What is needed: Look through the records and copy every line in which "allow" appears.

[Excerpts from a dataset]
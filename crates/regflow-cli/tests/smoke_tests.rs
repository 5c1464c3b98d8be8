//! Smoke tests for the regflow CLI
//!
//! Everything here runs without a browser: argument parsing, settings
//! loading with environment overrides, and scenario validation.

#![allow(deprecated)] // Allow deprecated Command::cargo_bin until assert_cmd is updated
#![allow(clippy::expect_used, clippy::unwrap_used)]

use assert_cmd::Command;
use predicates::prelude::*;
use std::fs;
use std::path::PathBuf;
use tempfile::TempDir;

const SETTINGS: &str = "\
base.url: https://web.telegram.org
bot.username: reg_bot
number.phone: '+79992119999'
password: s3cret
timeouts:
  code_entry_ms: 300000
";

/// Get a command for the regflow binary with a clean environment
fn regflow() -> Command {
    let mut cmd = Command::cargo_bin("regflow").expect("regflow binary should exist");
    for var in [
        "REGFLOW_SETTINGS",
        "REGFLOW_BASE_URL",
        "REGFLOW_BOT_USERNAME",
        "REGFLOW_NUMBER_PHONE",
        "REGFLOW_PASSWORD",
        "RUST_LOG",
    ] {
        cmd.env_remove(var);
    }
    cmd
}

fn settings_file(dir: &TempDir, text: &str) -> PathBuf {
    let path = dir.path().join("regflow.yaml");
    fs::write(&path, text).unwrap();
    path
}

// ============================================================================
// Basic CLI Tests
// ============================================================================

#[test]
fn test_version_flag() {
    regflow()
        .arg("--version")
        .assert()
        .success()
        .stdout(predicate::str::contains("0.4.0"));
}

#[test]
fn test_help_lists_subcommands() {
    regflow()
        .arg("--help")
        .assert()
        .success()
        .stdout(predicate::str::contains("run"))
        .stdout(predicate::str::contains("steps"))
        .stdout(predicate::str::contains("config"));
}

#[test]
fn test_no_args_fails() {
    regflow().assert().failure();
}

#[test]
fn test_run_help_mentions_report_dir() {
    regflow()
        .args(["run", "--help"])
        .assert()
        .success()
        .stdout(predicate::str::contains("--report-dir"))
        .stdout(predicate::str::contains("--headless"));
}

// ============================================================================
// steps
// ============================================================================

#[test]
fn test_steps_lists_registration_journey() {
    let dir = TempDir::new().unwrap();
    let settings = settings_file(&dir, SETTINGS);

    regflow()
        .args(["steps", "--settings"])
        .arg(&settings)
        .assert()
        .success()
        .stdout(predicate::str::contains("registration (14 steps)"))
        .stdout(predicate::str::contains("Find chat by tag 'reg_bot'"))
        .stdout(predicate::str::contains("14. Delete chat history"))
        .stdout(predicate::str::contains("s3cret").not());
}

#[test]
fn test_steps_applies_environment_override() {
    let dir = TempDir::new().unwrap();
    let settings = settings_file(&dir, SETTINGS);

    regflow()
        .env("REGFLOW_BOT_USERNAME", "other_bot")
        .args(["steps", "--settings"])
        .arg(&settings)
        .assert()
        .success()
        .stdout(predicate::str::contains("Find chat by tag 'other_bot'"));
}

#[test]
fn test_steps_rejects_out_of_order_scenario() {
    let dir = TempDir::new().unwrap();
    let settings = settings_file(&dir, SETTINGS);
    let scenario = dir.path().join("flow.yaml");
    fs::write(
        &scenario,
        "name: broken\nsteps:\n  - action: start_by_phone\n  - action: start_bot\n",
    )
    .unwrap();

    regflow()
        .args(["steps", "--settings"])
        .arg(&settings)
        .arg("--scenario")
        .arg(&scenario)
        .assert()
        .failure()
        .stderr(predicate::str::contains("cannot run on the login (phone) screen"));
}

#[test]
fn test_missing_settings_file() {
    let dir = TempDir::new().unwrap();

    regflow()
        .args(["steps", "--settings"])
        .arg(dir.path().join("absent.yaml"))
        .assert()
        .failure()
        .stderr(predicate::str::contains("Configuration error"));
}

#[test]
fn test_invalid_phone_number() {
    let dir = TempDir::new().unwrap();
    let settings = settings_file(&dir, &SETTINGS.replace("+79992119999", "call me"));

    regflow()
        .args(["steps", "--settings"])
        .arg(&settings)
        .assert()
        .failure()
        .stderr(predicate::str::contains("not a phone number"));
}

// ============================================================================
// config
// ============================================================================

#[test]
fn test_config_redacts_password() {
    let dir = TempDir::new().unwrap();
    let settings = settings_file(&dir, SETTINGS);

    regflow()
        .args(["config", "--settings"])
        .arg(&settings)
        .assert()
        .success()
        .stdout(predicate::str::contains("<redacted>"))
        .stdout(predicate::str::contains("\"code_entry_ms\": 300000"))
        .stdout(predicate::str::contains("s3cret").not());
}

#[test]
fn test_config_with_json_logs() {
    let dir = TempDir::new().unwrap();
    let settings = settings_file(&dir, SETTINGS);

    regflow()
        .args(["--log-json", "config", "--settings"])
        .arg(&settings)
        .assert()
        .success()
        .stdout(predicate::str::contains("https://web.telegram.org"));
}
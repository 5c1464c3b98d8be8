//! Regflow CLI: run the bot registration flow from the command line
//!
//! ## Usage
//!
//! ```bash
//! regflow steps --settings regflow.yaml         # Validate and list steps
//! regflow config                                # Effective settings
//! regflow run --report-dir target/regflow       # Run in chromium
//! ```

use clap::Parser;
use regflow_cli::{
    logging, run_config, run_scenario, run_steps, Cli, CliConfig, CliResult, Commands, Verbosity,
};
use std::process::ExitCode;

#[tokio::main]
async fn main() -> ExitCode {
    match run().await {
        Ok(()) => ExitCode::SUCCESS,
        Err(e) => {
            eprintln!("Error: {e}");
            ExitCode::FAILURE
        }
    }
}

async fn run() -> CliResult<()> {
    let cli = Cli::parse();
    let config = build_config(&cli);
    logging::init(&config)?;

    match cli.command {
        Commands::Run(args) => {
            let report = run_scenario(&config, &args).await?;
            if !config.verbosity.is_quiet() {
                println!("Report: {}", report.display());
            }
            Ok(())
        }
        Commands::Steps(args) => run_steps(&args),
        Commands::Config(args) => run_config(&args),
    }
}

fn build_config(cli: &Cli) -> CliConfig {
    CliConfig::new()
        .with_verbosity(Verbosity::from_flags(cli.quiet, cli.verbose))
        .with_color(cli.color.into())
        .with_log_json(cli.log_json)
}
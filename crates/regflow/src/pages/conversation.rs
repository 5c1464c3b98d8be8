use tracing::info;

use super::{PageObject, ScreenKind};
use crate::actions::Ui;
use crate::catalog::{in_chat_button, locate, Role};
use crate::driver::{Effect, Key};
use crate::result::RegflowResult;

/// Open conversation with the bot under test
#[derive(Debug, Clone, Copy)]
pub struct ConversationPage<'d> {
    ui: Ui<'d>,
}

impl<'d> ConversationPage<'d> {
    /// Page object over a UI context
    #[must_use]
    pub const fn new(ui: Ui<'d>) -> Self {
        Self { ui }
    }

    /// Press the bot's START button
    pub async fn start_bot(self) -> RegflowResult<Self> {
        self.ui
            .click(&locate(Role::StartBot), self.ui.timeouts().chat_control())
            .await?;
        Ok(self)
    }

    /// Type into the composer and send with Enter
    pub async fn send_message(self, text: &str) -> RegflowResult<Self> {
        self.ui
            .edit(
                &locate(Role::MessageInput),
                &[Effect::Type(text.to_string()), Effect::Press(Key::Enter)],
                self.ui.timeouts().chat_control(),
            )
            .await?;
        Ok(self)
    }

    /// Click the inline button whose label is exactly `label`
    pub async fn click_button_in_chat(self, label: &str) -> RegflowResult<Self> {
        self.ui
            .click(&in_chat_button(label), self.ui.timeouts().chat_control())
            .await?;
        Ok(self)
    }

    /// More actions, delete chat, confirm; each menu is awaited before its click
    pub async fn delete_history(self) -> RegflowResult<Self> {
        let timeout = self.ui.timeouts().chat_control();
        for role in [Role::MoreActions, Role::DeleteChat, Role::ConfirmDelete] {
            self.ui.click(&locate(role), timeout).await?;
        }
        info!("chat history deleted");
        Ok(self)
    }
}

impl<'d> PageObject<'d> for ConversationPage<'d> {
    const KIND: ScreenKind = ScreenKind::Conversation;

    fn ui(&self) -> &Ui<'d> {
        &self.ui
    }
}
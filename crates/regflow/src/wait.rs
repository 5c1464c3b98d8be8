//! Wait Mechanisms
//!
//! Polling synchronization against a single-page app whose DOM mutates after
//! every user action.
//!
//! - **Typed timeouts**: a never-found element is a `LocatorTimeout`, a found
//!   element in the wrong state is a `ConditionTimeout`
//! - **Act on fresh state**: [`Waiter::perform`] applies a side effect right
//!   after the predicate held and re-awaits when the node went stale, inside
//!   the same budget
//! - **External events**: human-gated waits report `ExternalEventTimeout`

use std::fmt;
use std::time::Duration;

use serde::{Deserialize, Serialize};
use tokio::time::Instant;
use tracing::debug;

use crate::driver::{apply_effect, Effect, NodeState, PageDriver};
use crate::locator::{resolve_once, LogicalElement, NodePath, Resolved};
use crate::result::{RegflowError, RegflowResult};

/// Default timeout for wait operations (15 seconds)
pub const DEFAULT_WAIT_TIMEOUT_MS: u64 = 15_000;

/// Default polling interval (100ms)
pub const DEFAULT_POLL_INTERVAL_MS: u64 = 100;

/// State a located element must reach
#[derive(Debug, Clone, Copy, PartialEq, Eq, Hash, Serialize, Deserialize)]
#[serde(rename_all = "snake_case")]
pub enum Predicate {
    /// Rendered and visible
    Visible,
    /// Hidden or gone from the DOM
    NotVisible,
    /// Visible and accepting text input
    Editable,
    /// Present in the DOM, visible or not
    Exists,
}

impl Predicate {
    /// Check a probed state; `None` means the element did not resolve
    #[must_use]
    pub fn holds(self, state: Option<&NodeState>) -> bool {
        match (self, state) {
            (Self::NotVisible, None) => true,
            (_, None) => false,
            (Self::Visible, Some(s)) => s.visible,
            (Self::NotVisible, Some(s)) => !s.visible,
            (Self::Editable, Some(s)) => s.visible && s.editable,
            (Self::Exists, Some(_)) => true,
        }
    }

    /// Predicate name used in messages
    #[must_use]
    pub const fn as_str(self) -> &'static str {
        match self {
            Self::Visible => "visible",
            Self::NotVisible => "not visible",
            Self::Editable => "editable",
            Self::Exists => "present",
        }
    }
}

impl fmt::Display for Predicate {
    fn fmt(&self, f: &mut fmt::Formatter<'_>) -> fmt::Result {
        f.write_str(self.as_str())
    }
}

/// Options for wait operations
#[derive(Debug, Clone, Copy, PartialEq, Eq)]
pub struct WaitOptions {
    /// Timeout in milliseconds
    pub timeout_ms: u64,
    /// Polling interval in milliseconds
    pub poll_interval_ms: u64,
}

impl Default for WaitOptions {
    fn default() -> Self {
        Self {
            timeout_ms: DEFAULT_WAIT_TIMEOUT_MS,
            poll_interval_ms: DEFAULT_POLL_INTERVAL_MS,
        }
    }
}

impl WaitOptions {
    /// Create new wait options with defaults
    #[must_use]
    pub fn new() -> Self {
        Self::default()
    }

    /// Set timeout in milliseconds
    #[must_use]
    pub const fn with_timeout(mut self, timeout_ms: u64) -> Self {
        self.timeout_ms = timeout_ms;
        self
    }

    /// Set polling interval in milliseconds
    #[must_use]
    pub const fn with_poll_interval(mut self, poll_interval_ms: u64) -> Self {
        self.poll_interval_ms = poll_interval_ms;
        self
    }

    /// Get timeout as Duration
    #[must_use]
    pub const fn timeout(&self) -> Duration {
        Duration::from_millis(self.timeout_ms)
    }

    /// Get poll interval as Duration
    #[must_use]
    pub const fn poll_interval(&self) -> Duration {
        Duration::from_millis(self.poll_interval_ms)
    }
}

/// An element, the state it must reach, and how long to wait
#[derive(Debug, Clone, PartialEq, Eq)]
pub struct WaitCondition {
    /// Target element
    pub element: LogicalElement,
    /// Required state
    pub predicate: Predicate,
    /// Budget for the whole wait
    pub timeout: Duration,
}

impl WaitCondition {
    /// Create a condition
    #[must_use]
    pub const fn new(element: LogicalElement, predicate: Predicate, timeout: Duration) -> Self {
        Self {
            element,
            predicate,
            timeout,
        }
    }
}

/// Result of a wait operation
#[derive(Debug, Clone)]
pub struct WaitResult {
    /// Time spent waiting
    pub elapsed: Duration,
    /// Node the predicate held on; `None` for a satisfied `NotVisible` on an absent node
    pub resolved: Option<Resolved>,
}

impl WaitResult {
    /// The resolved node, required for positive predicates
    pub fn into_resolved(self, role: &str) -> RegflowResult<Resolved> {
        self.resolved.ok_or_else(|| RegflowError::StaleElement {
            role: role.to_string(),
            action: "use".to_string(),
        })
    }
}

/// Polls a driver until a [`WaitCondition`] holds
#[derive(Clone, Copy)]
pub struct Waiter<'d> {
    driver: &'d dyn PageDriver,
    poll_interval: Duration,
}

impl fmt::Debug for Waiter<'_> {
    fn fmt(&self, f: &mut fmt::Formatter<'_>) -> fmt::Result {
        f.debug_struct("Waiter")
            .field("poll_interval", &self.poll_interval)
            .finish_non_exhaustive()
    }
}

impl<'d> Waiter<'d> {
    /// Create a waiter over a driver
    #[must_use]
    pub fn new(driver: &'d dyn PageDriver, options: WaitOptions) -> Self {
        Self {
            driver,
            poll_interval: options.poll_interval(),
        }
    }

    /// The underlying driver
    #[must_use]
    pub fn driver(&self) -> &'d dyn PageDriver {
        self.driver
    }

    /// Block until the condition holds or its timeout elapses
    pub async fn await_condition(&self, condition: &WaitCondition) -> RegflowResult<WaitResult> {
        self.await_within(condition, condition.timeout).await
    }

    /// Wait until the element is present; never returns an empty handle
    pub async fn resolve(
        &self,
        element: &LogicalElement,
        timeout: Duration,
    ) -> RegflowResult<Resolved> {
        let condition = WaitCondition::new(element.clone(), Predicate::Exists, timeout);
        self.await_condition(&condition)
            .await?
            .into_resolved(element.role())
    }

    async fn await_within(
        &self,
        condition: &WaitCondition,
        budget: Duration,
    ) -> RegflowResult<WaitResult> {
        let start = Instant::now();
        let role = condition.element.role();
        let mut located = false;

        loop {
            let found = resolve_once(self.driver, &condition.element).await?;
            located |= found.is_some();
            if condition.predicate.holds(found.as_ref().map(|r| &r.state)) {
                let elapsed = start.elapsed();
                debug!(role, predicate = %condition.predicate, ?elapsed, "condition met");
                return Ok(WaitResult {
                    elapsed,
                    resolved: found,
                });
            }

            let elapsed = start.elapsed();
            if elapsed >= budget {
                debug!(role, predicate = %condition.predicate, located, ?elapsed, "wait timed out");
                return Err(
                    if located || condition.predicate == Predicate::NotVisible {
                        RegflowError::ConditionTimeout {
                            role: role.to_string(),
                            predicate: condition.predicate,
                            elapsed,
                        }
                    } else {
                        RegflowError::LocatorTimeout {
                            role: role.to_string(),
                            elapsed,
                        }
                    },
                );
            }
            tokio::time::sleep(self.poll_interval.min(budget - elapsed)).await;
        }
    }

    /// Wait on an out-of-band actor; timeouts become `ExternalEventTimeout`
    pub async fn await_external(
        &self,
        event: &str,
        condition: &WaitCondition,
    ) -> RegflowResult<WaitResult> {
        self.await_condition(condition).await.map_err(|err| match err {
            RegflowError::ConditionTimeout { elapsed, .. }
            | RegflowError::LocatorTimeout { elapsed, .. } => RegflowError::ExternalEventTimeout {
                event: event.to_string(),
                elapsed,
            },
            other => other,
        })
    }

    /// Await the condition, then apply `effects` to the node chosen by `target`.
    ///
    /// If the node is gone when the first effect lands, the condition is
    /// awaited again with whatever budget remains. Later effects are not
    /// retried, so partial input is never replayed.
    pub async fn perform<F>(
        &self,
        condition: &WaitCondition,
        effects: &[Effect],
        target: F,
    ) -> RegflowResult<Resolved>
    where
        F: Fn(&Resolved) -> NodePath + Send + Sync,
    {
        let start = Instant::now();
        loop {
            let budget = condition.timeout.saturating_sub(start.elapsed());
            let resolved = self
                .await_within(condition, budget)
                .await?
                .into_resolved(condition.element.role())?;
            let path = target(&resolved);

            match self.apply_all(&path, effects).await {
                Ok(()) => return Ok(resolved),
                Err((0, RegflowError::StaleElement { .. })) if start.elapsed() < condition.timeout => {
                    debug!(role = %resolved.role, %path, "node went stale, awaiting again");
                    tokio::time::sleep(self.poll_interval).await;
                }
                Err((_, RegflowError::StaleElement { action, .. })) => {
                    return Err(RegflowError::StaleElement {
                        role: resolved.role,
                        action,
                    });
                }
                Err((_, err)) => return Err(err),
            }
        }
    }

    async fn apply_all(
        &self,
        path: &NodePath,
        effects: &[Effect],
    ) -> Result<(), (usize, RegflowError)> {
        for (i, effect) in effects.iter().enumerate() {
            apply_effect(self.driver, path, effect)
                .await
                .map_err(|err| (i, err))?;
        }
        Ok(())
    }
}
//! Command implementations

use std::path::{Path, PathBuf};

use regflow::{RegflowResult, Scenario, Settings};
use tracing::warn;
use serde_json::Value;

use crate::commands::{ConfigArgs, RunArgs, StepsArgs};
use crate::config::CliConfig;
use crate::error::{CliError, CliResult};

/// Settings plus the resolved, validated scenario
#[derive(Debug, Clone)]
pub struct RunPlan {
    /// Effective settings
    pub settings: Settings,
    /// Scenario with placeholders filled in
    pub scenario: Scenario,
}

impl RunPlan {
    /// Load settings and either the scenario file or the built-in journey
    pub fn load(settings: &Path, scenario: Option<&Path>) -> CliResult<Self> {
        let settings = Settings::load(settings)?;
        let scenario = match scenario {
            Some(path) => {
                let text = std::fs::read_to_string(path).map_err(|e| {
                    CliError::config(format!("cannot read {}: {e}", path.display()))
                })?;
                Scenario::from_yaml(&text)?.resolve(&settings)?
            }
            None => Scenario::registration(&settings),
        };
        scenario.validate()?;
        Ok(Self { settings, scenario })
    }

    /// Numbered step labels
    #[must_use]
    pub fn step_lines(&self) -> Vec<String> {
        self.scenario
            .steps
            .iter()
            .enumerate()
            .map(|(i, step)| format!("{:>2}. {}", i + 1, step.label()))
            .collect()
    }
}

/// Settings as JSON with the password masked
pub fn redacted_settings(settings: &Settings) -> CliResult<Value> {
    let mut value = serde_json::to_value(settings)?;
    if let Some(password) = value.get_mut("password") {
        *password = Value::String("<redacted>".to_string());
    }
    Ok(value)
}

/// `regflow steps`
pub fn run_steps(args: &StepsArgs) -> CliResult<()> {
    let plan = RunPlan::load(&args.settings.settings, args.scenario.as_deref())?;
    println!("{} ({} steps)", plan.scenario.name, plan.scenario.len());
    for line in plan.step_lines() {
        println!("{line}");
    }
    Ok(())
}

/// `regflow config`
pub fn run_config(args: &ConfigArgs) -> CliResult<()> {
    let settings = Settings::load(&args.settings.settings)?;
    println!("{}", serde_json::to_string_pretty(&redacted_settings(&settings)?)?);
    Ok(())
}

/// Combine the scenario outcome with the report write.
///
/// A scenario failure is returned even when the report could not be written;
/// the write error is only logged then.
#[cfg_attr(not(feature = "browser"), allow(dead_code))]
fn settle<T>(outcome: RegflowResult<T>, written: RegflowResult<PathBuf>) -> CliResult<PathBuf> {
    match (outcome, written) {
        (Ok(_), written) => Ok(written?),
        (Err(err), Ok(_)) => Err(err.into()),
        (Err(err), Err(write_err)) => {
            warn!(error = %write_err, "report could not be written");
            Err(err.into())
        }
    }
}

/// Browser configuration from run flags
#[cfg(feature = "browser")]
fn browser_config(args: &RunArgs) -> regflow::BrowserConfig {
    let mut config = regflow::BrowserConfig::default().with_headless(args.headless);
    if let Some(path) = &args.chromium {
        config = config.with_chromium_path(path.to_string_lossy());
    }
    if args.no_sandbox {
        config = config.with_no_sandbox();
    }
    config
}

/// `regflow run`: launch chromium, run the scenario, write the report
#[cfg(feature = "browser")]
pub async fn run_scenario(config: &CliConfig, args: &RunArgs) -> CliResult<PathBuf> {
    use regflow::{run_in_session, CdpSession, JsonReporter};
    use tracing::info;

    use crate::output::ConsoleReporter;

    let plan = RunPlan::load(&args.settings.settings, args.scenario.as_deref())?;
    let mut console = ConsoleReporter::new(
        config.color.should_color(),
        config.verbosity.is_quiet(),
    );
    let mut report = JsonReporter::new(plan.scenario.name.clone());
    let mut session = CdpSession::new(browser_config(args));
    info!(run_id = %report.run_id(), scenario = %plan.scenario.name, "run started");

    let outcome = run_in_session(
        &mut session,
        &plan.settings,
        &plan.scenario,
        (&mut console, &mut report),
    )
    .await;

    let written = report.write(&args.report_dir);
    if let Ok(path) = &written {
        info!(report = %path.display(), "report written");
    }
    console.summary(&report.summary(), outcome.is_ok());
    settle(outcome, written)
}

/// `regflow run` without browser support
#[cfg(not(feature = "browser"))]
pub async fn run_scenario(_config: &CliConfig, _args: &RunArgs) -> CliResult<PathBuf> {
    Err(CliError::BrowserUnavailable)
}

Problem solution:
#![allow(deprecated)] // Allow deprecated Command::cargo_bin until assert_cmd is updated
#![allow(clippy::expect_used, clippy::unwrap_used)]
#[cfg_attr(not(feature = "browser"), allow(dead_code))]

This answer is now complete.